Work instructions
From the entries, copy every line that carries the string "heights".

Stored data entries
--- START ---

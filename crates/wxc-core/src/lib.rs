pub mod config;
pub mod error;

pub use config::{
    CacheConfig, ChartConfig, Config, ConfigIssue, OutputConfig, ProviderConfig, ReloadConfig,
    ValidationResult,
};
pub use error::{
    AppError, ConfigError, DatabaseError, NetworkError, ReqwestErrorExt, RusqliteErrorExt,
};

use anyhow::Result;

/// Initialize logging for the process
pub fn init() -> Result<()> {
    tracing_subscriber::fmt()
        .with_env_filter(
            tracing_subscriber::EnvFilter::try_from_default_env()
                .unwrap_or_else(|_| tracing_subscriber::EnvFilter::new("info")),
        )
        .try_init()
        .map_err(|e| anyhow::anyhow!("Failed to install tracing subscriber: {}", e))?;

    tracing::info!("weather-charts core initialized");
    Ok(())
}
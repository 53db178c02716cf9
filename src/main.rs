use anyhow::Result;
use clap::Parser;
use weather_charts::cli::Cli;
use wxc_core::{AppError, Config};
use wxc_weather::default_locations;

#[tokio::main]
async fn main() -> Result<()> {
    let cli = Cli::parse();
    wxc_core::init()?;

    let loaded = match &cli.config {
        Some(path) => Config::load_validated_from(path),
        None => Config::load_validated(),
    };
    let config = match loaded {
        Ok((config, _)) => config,
        Err(e) => {
            let err = AppError::Config(e);
            tracing::error!(hint = err.user_message(), "{}", err);
            return Err(err.into());
        }
    };

    let locations = default_locations();
    tracing::info!(
        locations = locations.len(),
        output = %config.output.dir.display(),
        "weather-charts started"
    );

    if cli.once {
        let summary = match weather_charts::run_cycle(&config, &locations).await {
            Ok(summary) => summary,
            Err(err) => {
                tracing::error!(hint = err.user_message(), "{}", err);
                return Err(err.into());
            }
        };
        println!(
            "Rendered {} of {} locations ({} skipped, {} failed)",
            summary.rendered.len(),
            summary.total(),
            summary.skipped.len(),
            summary.failed.len()
        );
        return Ok(());
    }

    weather_charts::run_forever(&config, &locations).await;
    Ok(())
}
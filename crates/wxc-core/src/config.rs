use anyhow::{Context, Result};
use chrono_tz::Tz;
use serde::{Deserialize, Serialize};
use std::path::{Path, PathBuf};
use url::Url;

use crate::error::ConfigError;

const APP_DIR: &str = "weather-charts";

/// A single problem found in the configuration, keyed by TOML path
#[derive(Debug, Clone, PartialEq, Eq)]
pub struct ConfigIssue {
    pub field: String,
    pub message: String,
}

impl std::fmt::Display for ConfigIssue {
    fn fmt(&self, f: &mut std::fmt::Formatter<'_>) -> std::fmt::Result {
        write!(f, "{} ({})", self.message, self.field)
    }
}

/// Errors block startup; warnings are only logged.
#[derive(Debug, Clone, Default)]
pub struct ValidationResult {
    pub errors: Vec<ConfigIssue>,
    pub warnings: Vec<ConfigIssue>,
}

impl ValidationResult {
    pub fn is_valid(&self) -> bool {
        self.errors.is_empty()
    }

    fn issue(field: impl Into<String>, message: impl Into<String>) -> ConfigIssue {
        ConfigIssue {
            field: field.into(),
            message: message.into(),
        }
    }

    pub fn add_error(&mut self, field: impl Into<String>, message: impl Into<String>) {
        self.errors.push(Self::issue(field, message));
    }

    pub fn add_warning(&mut self, field: impl Into<String>, message: impl Into<String>) {
        self.warnings.push(Self::issue(field, message));
    }

    /// All errors on one line, `; `-separated
    pub fn error_summary(&self) -> String {
        let parts: Vec<String> = self.errors.iter().map(ToString::to_string).collect();
        parts.join("; ")
    }
}

#[derive(Debug, Clone, Serialize, Deserialize)]
pub struct Config {
    /// Forecast provider settings
    #[serde(default)]
    pub provider: ProviderConfig,

    /// Local forecast cache
    #[serde(default)]
    pub cache: CacheConfig,

    /// Chart rendering
    #[serde(default)]
    pub chart: ChartConfig,

    /// Where the dashboard is written
    #[serde(default)]
    pub output: OutputConfig,

    /// Periodic full reload
    #[serde(default)]
    pub reload: ReloadConfig,
}
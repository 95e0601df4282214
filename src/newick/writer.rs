//! Newick writing for any [TimeTree].

use crate::model::{LeafLabelMap, TimeTree};
use crate::parser::utils::escape_label;
use std::fs::File;
use std::io::{self, BufWriter, Write};

/// Extra buffer in Newick string length/capacity estimate
const BUFFER_CHARS: usize = 10;

/// Style for serializing a tree to Newick format,
/// controlling how leaf labels are represented in the output string.
#[derive(Debug, Clone, Copy, Default, PartialEq, Eq)]
pub enum NewickStyle {
    /// Use full leaf labels from the LeafLabelMap
    #[default]
    Label,
    /// Use 0-based leaf ids (0, 1, 2, ...)
    ZeroIndexed,
    /// Use 1-based leaf ids (1, 2, 3, ...)
    OneIndexed,
}

/// Writes the given trees to a file in Newick format, one tree per line.
///
/// # Arguments
/// * `file` - The file to write to
/// * `trees` - Trees to write, e.g. the marginal trees of several blocks
/// * `style` - The [NewickStyle] used for leaf labels
/// * `leaf_label_map` - Shared leaf labels, required for [NewickStyle::Label]
///
/// # Errors
/// Returns an I/O error if writing fails, or an `InvalidInput` error if
/// [NewickStyle::Label] is requested without labels.
pub fn write_newick_file<T: TimeTree>(
    file: File,
    trees: &[T],
    style: NewickStyle,
    leaf_label_map: Option<&LeafLabelMap>,
) -> io::Result<()> {
    let Some(first) = trees.first() else {
        return Ok(());
    };
    if style == NewickStyle::Label && leaf_label_map.is_none() {
        return Err(io::Error::new(
            io::ErrorKind::InvalidInput,
            "Label style requires a leaf label map",
        ));
    }

    let mut writer = BufWriter::new(file);
    let estimated_capacity = estimate_newick_len(style, first, leaf_label_map);
    for tree in trees {
        let newick = to_newick_with_capacity(style, tree, leaf_label_map, estimated_capacity);
        writer.write_all(newick.as_bytes())?;
        writer.write_all(b"\n")?;
    }

    writer.flush()
}

/// Returns the Newick representation of a tree with closing semicolon.
///
/// Branch lengths are height differences to the parent; the root gets none.
///
/// # Arguments
/// * `style` - The [NewickStyle] used to represent leaf labels in the output
/// * `tree` - Any [TimeTree], e.g. a clonal frame or a marginal tree
/// * `leaf_label_map` - [Mapping](LeafLabelMap) required when using
///   [NewickStyle::Label], otherwise can be `None`
///
/// # Returns
/// A Newick format string terminated with `;`. Returns an empty string if
/// `NewickStyle::Label` is used without providing a [LeafLabelMap].
///
/// # Example
/// ```
/// use acgtree::newick::{NewickStyle, parse_str, to_newick};
///
/// let frame = parse_str("((A:1,B:1):1,C:2);").unwrap();
/// assert_eq!(to_newick(NewickStyle::Label, &frame, Some(frame.labels())), "((A:1,B:1):1,C:2);");
/// assert_eq!(to_newick(NewickStyle::OneIndexed, &frame, None), "((1:1,2:1):1,3:2);");
/// ```
pub fn to_newick<T: TimeTree>(
    style: NewickStyle,
    tree: &T,
    leaf_label_map: Option<&LeafLabelMap>,
) -> String {
    if style == NewickStyle::Label && leaf_label_map.is_none() {
        return String::new();
    }

    let estimated_capacity = estimate_newick_len(style, tree, leaf_label_map);
    to_newick_with_capacity(style, tree, leaf_label_map, estimated_capacity)
}

/// Returns the Newick representation of a tree with pre-allocated capacity.
fn to_newick_with_capacity<T: TimeTree>(
    style: NewickStyle,
    tree: &T,
    leaf_label_map: Option<&LeafLabelMap>,
    estimated_capacity: usize,
) -> String {
    // Recursive helper for building the Newick string
    fn build_newick<T: TimeTree>(
        tree: &T,
        newick: &mut String,
        index: usize,
        style: NewickStyle,
        leaf_label_map: Option<&LeafLabelMap>,
    ) {
        match tree.children_of(index) {
            None => {
                let leaf_id = tree.leaf_id_of(index).unwrap_or(index);
                match (style, leaf_label_map) {
                    (NewickStyle::Label, Some(labels)) => {
                        let label = labels.get_label(leaf_id).unwrap_or_default();
                        newick.push_str(&escape_label(label))
                    }
                    (NewickStyle::OneIndexed, _) => newick.push_str(&(leaf_id + 1).to_string()),
                    _ => newick.push_str(&leaf_id.to_string()),
                }
            }
            Some((left, right)) => {
                newick.push('(');
                build_newick(tree, newick, left, style, leaf_label_map);
                newick.push(',');
                build_newick(tree, newick, right, style, leaf_label_map);
                newick.push(')');
            }
        }

        if let Some(branch_length) = tree.branch_length_of(index) {
            newick.push(':');
            newick.push_str(&branch_length.to_string());
        }
    }

    let mut newick = String::with_capacity(estimated_capacity);
    build_newick(tree, &mut newick, tree.root_index(), style, leaf_label_map);
    newick.push(';');

    newick
}

/// Estimates the length of a Newick string for a given tree.
///
/// Accounts for structure, labels/indices, and branch lengths, and is used
/// to pre-allocate string capacity.
fn estimate_newick_len<T: TimeTree>(
    style: NewickStyle,
    tree: &T,
    leaf_label_map: Option<&LeafLabelMap>,
) -> usize {
    // Each internal node: "(,)"
    const INTERNAL_NODE_CHARS: usize = 3;
    // Branch lengths: ~20 chars each (e.g., ":0.009529961339106089")
    const BRANCH_LENGTH_CHARS: usize = 20;

    let structure_capacity = tree.num_internal() * INTERNAL_NODE_CHARS;

    let num_leaves = tree.num_leaves();
    let label_capacity = match (style, leaf_label_map) {
        (NewickStyle::Label, Some(labels)) => {
            labels.labels().iter().map(|label| escape_label(label).len()).sum()
        }
        (NewickStyle::OneIndexed, _) => index_digit_capacity(1, num_leaves),
        _ => index_digit_capacity(0, num_leaves.saturating_sub(1)),
    };

    let branch_capacity = tree.num_vertices().saturating_sub(1) * BRANCH_LENGTH_CHARS;

    structure_capacity + label_capacity + branch_capacity + BUFFER_CHARS
}

/// Total number of decimal digits of all integers in `first..=last`.
///
/// Sums up, per digit count, the size of the overlap of the range with
/// `[10^(d-1), 10^d)`, e.g. `1..=14` gives `9 * 1 + 5 * 2 = 19`.
fn index_digit_capacity(first: usize, last: usize) -> usize {
    if first > last {
        return 0;
    }

    let mut total = 0;
    let (mut lower, mut digits) = (0usize, 1usize);
    while lower <= last {
        let upper = lower.saturating_mul(10).max(10) - 1;
        let from = lower.max(first);
        let to = upper.min(last);
        if from <= to {
            total += (to - from + 1) * digits;
        }
        if upper == usize::MAX - 1 || upper >= last {
            break;
        }
        lower = upper + 1;
        digits += 1;
    }
    total
}

#[cfg(test)]
mod tests {
    use super::*;

    #[test]
    fn test_index_digit_capacity() {
        assert_eq!(index_digit_capacity(1, 14), 19);
        assert_eq!(index_digit_capacity(0, 9), 10);
        assert_eq!(index_digit_capacity(1, 102), 9 + 180 + 9);
        assert_eq!(index_digit_capacity(1, 0), 0);
    }
}
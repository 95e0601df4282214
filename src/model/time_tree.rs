//! Read interface shared by clonal frames and marginal trees.
//!
//! Both tree types are rooted binary trees with node heights stored in an
//! arena. The [TimeTree] trait exposes what a likelihood routine (or the
//! Newick writer) needs: the root, counts, and per-node height, children and
//! parent. Traversals are provided as stack-based iterators over indices.

/// Float comparison tolerance for heights
pub const HEIGHT_EPSILON: f64 = 1e-9;

/// Read-only access to a rooted binary tree with node heights.
///
/// Indices are arena indices of the implementing tree; they are valid in
/// `0..num_vertices()`. Methods taking an index panic if it is out of bounds.
pub trait TimeTree {
    /// Returns the index of the root.
    fn root_index(&self) -> usize;

    /// Returns the total number of nodes.
    fn num_vertices(&self) -> usize;

    /// Returns the number of leaves.
    fn num_leaves(&self) -> usize;

    /// Returns the height of the node at `index`.
    fn height_of(&self, index: usize) -> f64;

    /// Returns the children of the node at `index`, or `None` for a leaf.
    fn children_of(&self, index: usize) -> Option<(usize, usize)>;

    /// Returns the parent of the node at `index`, or `None` for the root.
    fn parent_of(&self, index: usize) -> Option<usize>;

    /// Returns the leaf id (label index) if the node at `index` is a leaf.
    fn leaf_id_of(&self, index: usize) -> Option<usize>;

    /// Returns the number of internal nodes (root included).
    fn num_internal(&self) -> usize {
        self.num_vertices() - self.num_leaves()
    }

    /// Returns the height of the root.
    fn tree_height(&self) -> f64 {
        self.height_of(self.root_index())
    }

    /// Returns the length of the branch above the node at `index`,
    /// or `None` for the root.
    fn branch_length_of(&self, index: usize) -> Option<f64> {
        self.parent_of(index)
            .map(|parent| self.height_of(parent) - self.height_of(index))
    }

    /// Returns the sum of all branch lengths.
    fn total_branch_length(&self) -> f64 {
        (0..self.num_vertices())
            .filter_map(|index| self.branch_length_of(index))
            .sum()
    }

    /// Returns an iterator over node indices in post-order (children before parents).
    fn post_order(&self) -> PostOrderIter<'_, Self>
    where
        Self: Sized,
    {
        PostOrderIter::new(self)
    }

    /// Returns an iterator over node indices in pre-order (parents before children).
    fn pre_order(&self) -> PreOrderIter<'_, Self>
    where
        Self: Sized,
    {
        PreOrderIter::new(self)
    }
}

/// Checks whether two trees have the same shape: same topology including
/// child order, same leaf ids, and heights equal within [HEIGHT_EPSILON].
///
/// Internal node ids are not compared, so a clonal frame and a marginal tree
/// derived from it without conversions have the same shape.
pub fn same_shape<A: TimeTree, B: TimeTree>(a: &A, b: &B) -> bool {
    if a.num_vertices() != b.num_vertices() || a.num_leaves() != b.num_leaves() {
        return false;
    }

    let mut stack = vec![(a.root_index(), b.root_index())];
    while let Some((index_a, index_b)) = stack.pop() {
        if (a.height_of(index_a) - b.height_of(index_b)).abs() > HEIGHT_EPSILON {
            return false;
        }

        match (a.children_of(index_a), b.children_of(index_b)) {
            (None, None) => {
                if a.leaf_id_of(index_a) != b.leaf_id_of(index_b) {
                    return false;
                }
            }
            (Some((left_a, right_a)), Some((left_b, right_b))) => {
                stack.push((right_a, right_b));
                stack.push((left_a, left_b));
            }
            _ => return false,
        }
    }

    true
}


// =#========================================================================#=
// ITERATORS
// =#========================================================================#=
/// Iterator for post-order traversal (children before parents).
///
/// Uses an explicit stack, so deep (caterpillar) trees do not recurse.
pub struct PostOrderIter<'a, T: TimeTree> {
    tree: &'a T,
    stack: Vec<(usize, bool)>, // (index, children_visited)
}

impl<'a, T: TimeTree> PostOrderIter<'a, T> {
    fn new(tree: &'a T) -> Self {
        PostOrderIter {
            tree,
            stack: vec![(tree.root_index(), false)],
        }
    }
}

impl<T: TimeTree> Iterator for PostOrderIter<'_, T> {
    type Item = usize;

    fn next(&mut self) -> Option<Self::Item> {
        while let Some((index, children_visited)) = self.stack.pop() {
            match self.tree.children_of(index) {
                Some((left, right)) if !children_visited => {
                    self.stack.push((index, true));
                    // Right first, so left is processed first
                    self.stack.push((right, false));
                    self.stack.push((left, false));
                }
                _ => return Some(index),
            }
        }
        None
    }
}

/// Iterator for pre-order traversal (parents before children).
pub struct PreOrderIter<'a, T: TimeTree> {
    tree: &'a T,
    stack: Vec<usize>,
}

impl<'a, T: TimeTree> PreOrderIter<'a, T> {
    fn new(tree: &'a T) -> Self {
        PreOrderIter {
            tree,
            stack: vec![tree.root_index()],
        }
    }
}

impl<T: TimeTree> Iterator for PreOrderIter<'_, T> {
    type Item = usize;

    fn next(&mut self) -> Option<Self::Item> {
        let index = self.stack.pop()?;
        if let Some((left, right)) = self.tree.children_of(index) {
            self.stack.push(right);
            self.stack.push(left);
        }
        Some(index)
    }
}
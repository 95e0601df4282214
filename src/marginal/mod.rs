//! Reconstruction of marginal trees.
//!
//! The marginal tree of a block is obtained by a single sweep, ascending by
//! height, over the events of the clonal frame merged with the conversions
//! of the block (see [builder] for the rules). The sweep keeps track of the
//! live lineages in a [LineageTracker] and allocates a new marginal node
//! whenever two live lineages meet.
//!
//! # Usage
//! * [MarginalTreeBuilder::build] - reconstruct the tree of one block
//! * [MarginalTreeBuilder::build_all] - reconstruct many blocks in parallel
//! * [block_conversions] - the conversions of a block in sweep order
//!
//! Reconstruction never mutates its inputs and always starts from scratch.

pub mod block_filter;
pub mod builder;
pub mod lineage_tracker;
pub mod reconstruction_error;

pub use block_filter::block_conversions;
pub use builder::{MarginalTreeBuilder, SweepStats, Validation};
pub use lineage_tracker::LineageTracker;
pub use reconstruction_error::{ReconstructionError, ReconstructionErrorType};
use acgtree::model::{BlockId, ClonalFrame, ClonalFrameBuilder, ConversionSet};
use acgtree::newick::parse_str;
use rand::rngs::SmallRng;
use rand::{Rng, SeedableRng};

/// `((A:1,B:1):1,C:2);` with A=0, B=1, C=2, D=(A,B)=3 at 1.0 and root R=4 at 2.0
#[allow(dead_code)]
pub fn three_taxa_frame() -> ClonalFrame {
    parse_str("((A:1,B:1):1,C:2);").unwrap()
}

/// Random clonal frame on `num_leaves` taxa (some sampled above height 0)
/// with `num_conversions` valid conversions spread over `num_blocks` blocks.
#[allow(dead_code)]
pub fn random_history(
    num_leaves: usize,
    num_conversions: usize,
    num_blocks: usize,
    seed: u64,
) -> (ClonalFrame, ConversionSet) {
    let mut rng = SmallRng::seed_from_u64(seed);
    let frame = random_frame(num_leaves, &mut rng);
    let conversions = random_conversions(&frame, num_conversions, num_blocks, &mut rng);
    (frame, conversions)
}

/// Joins random pairs of lineages until one is left.
#[allow(dead_code)]
pub fn random_frame(num_leaves: usize, rng: &mut SmallRng) -> ClonalFrame {
    let mut builder = ClonalFrameBuilder::new(num_leaves);
    let mut lineages: Vec<(usize, f64)> = (0..num_leaves)
        .map(|i| {
            let height = if rng.random_bool(0.3) { rng.random_range(0.0..0.5) } else { 0.0 };
            (builder.add_leaf(&format!("t{i}"), height), height)
        })
        .collect();

    while lineages.len() > 1 {
        let (left, left_height) = lineages.swap_remove(rng.random_range(0..lineages.len()));
        let (right, right_height) = lineages.swap_remove(rng.random_range(0..lineages.len()));
        let height = left_height.max(right_height) + rng.random_range(0.1..1.0);

        let handle = if lineages.is_empty() {
            builder.add_root((left, right), height)
        } else {
            builder.add_internal((left, right), height)
        };
        lineages.push((handle, height));
    }

    builder.build().unwrap()
}

/// Places conversions strictly inside the overlap of random donor and recipient branches.
#[allow(dead_code)]
pub fn random_conversions(
    frame: &ClonalFrame,
    num_conversions: usize,
    num_blocks: usize,
    rng: &mut SmallRng,
) -> ConversionSet {
    let mut conversions = ConversionSet::new();
    let num_nodes = frame.num_nodes();
    if num_nodes < 2 {
        return conversions;
    }

    let mut attempts = 0;
    while conversions.len() < num_conversions && attempts < 100 * (num_conversions + 1) {
        attempts += 1;

        let donor = rng.random_range(0..num_nodes);
        let recipient = rng.random_range(0..num_nodes);
        if donor == recipient {
            continue;
        }

        let (donor_low, donor_high) = frame.branch_range(donor).unwrap();
        let (recipient_low, recipient_high) = frame.branch_range(recipient).unwrap();
        let low = donor_low.max(recipient_low);
        let high = donor_high.min(recipient_high);
        if high - low < 1e-6 {
            continue;
        }

        let height = low + (high - low) * rng.random_range(0.05..0.95);
        let mut blocks: Vec<BlockId> = (0..num_blocks).filter(|_| rng.random_bool(0.5)).collect();
        if blocks.is_empty() {
            blocks.push(rng.random_range(0..num_blocks.max(1)));
        }
        conversions.add(donor, recipient, height, blocks);
    }

    conversions
}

--- END ---

Exercise answer
//! Both tree types are rooted binary trees with node heights stored in an
/// Float comparison tolerance for heights
/// Read-only access to a rooted binary tree with node heights.
/// child order, same leaf ids, and heights equal within [HEIGHT_EPSILON].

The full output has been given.